→ TASK PROMPT
Return, from the listing that follows, each line containing the word "PriorityIn".

→ DATA EXTRACT
####################

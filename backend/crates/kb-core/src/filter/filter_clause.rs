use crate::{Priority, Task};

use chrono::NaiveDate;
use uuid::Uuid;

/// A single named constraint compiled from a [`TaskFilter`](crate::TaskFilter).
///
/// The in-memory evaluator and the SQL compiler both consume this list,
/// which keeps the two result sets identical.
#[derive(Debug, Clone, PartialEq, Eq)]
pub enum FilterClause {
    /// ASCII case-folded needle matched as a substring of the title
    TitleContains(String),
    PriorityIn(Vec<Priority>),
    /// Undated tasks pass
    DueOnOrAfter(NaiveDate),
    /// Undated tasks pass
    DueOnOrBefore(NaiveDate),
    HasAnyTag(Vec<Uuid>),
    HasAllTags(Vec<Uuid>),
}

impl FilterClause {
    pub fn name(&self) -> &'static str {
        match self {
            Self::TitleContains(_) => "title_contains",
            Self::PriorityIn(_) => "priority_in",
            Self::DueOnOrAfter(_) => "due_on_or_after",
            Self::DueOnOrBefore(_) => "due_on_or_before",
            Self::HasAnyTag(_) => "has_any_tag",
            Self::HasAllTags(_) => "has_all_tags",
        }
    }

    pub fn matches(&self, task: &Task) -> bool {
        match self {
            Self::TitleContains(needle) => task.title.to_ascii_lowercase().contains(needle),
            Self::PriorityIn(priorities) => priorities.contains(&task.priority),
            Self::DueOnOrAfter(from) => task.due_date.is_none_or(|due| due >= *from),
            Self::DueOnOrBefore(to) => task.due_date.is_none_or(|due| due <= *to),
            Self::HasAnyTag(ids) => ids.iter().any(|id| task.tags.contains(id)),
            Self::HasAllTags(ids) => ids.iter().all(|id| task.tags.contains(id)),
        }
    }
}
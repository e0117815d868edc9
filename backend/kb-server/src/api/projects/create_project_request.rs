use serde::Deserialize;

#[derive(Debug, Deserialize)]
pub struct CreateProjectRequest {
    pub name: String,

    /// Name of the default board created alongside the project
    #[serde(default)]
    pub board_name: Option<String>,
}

####################

→ SOLUTION TO THIS TASK
    PriorityIn(Vec<Priority>),
            Self::PriorityIn(_) => "priority_in",
            Self::PriorityIn(priorities) => priorities.contains(&task.priority),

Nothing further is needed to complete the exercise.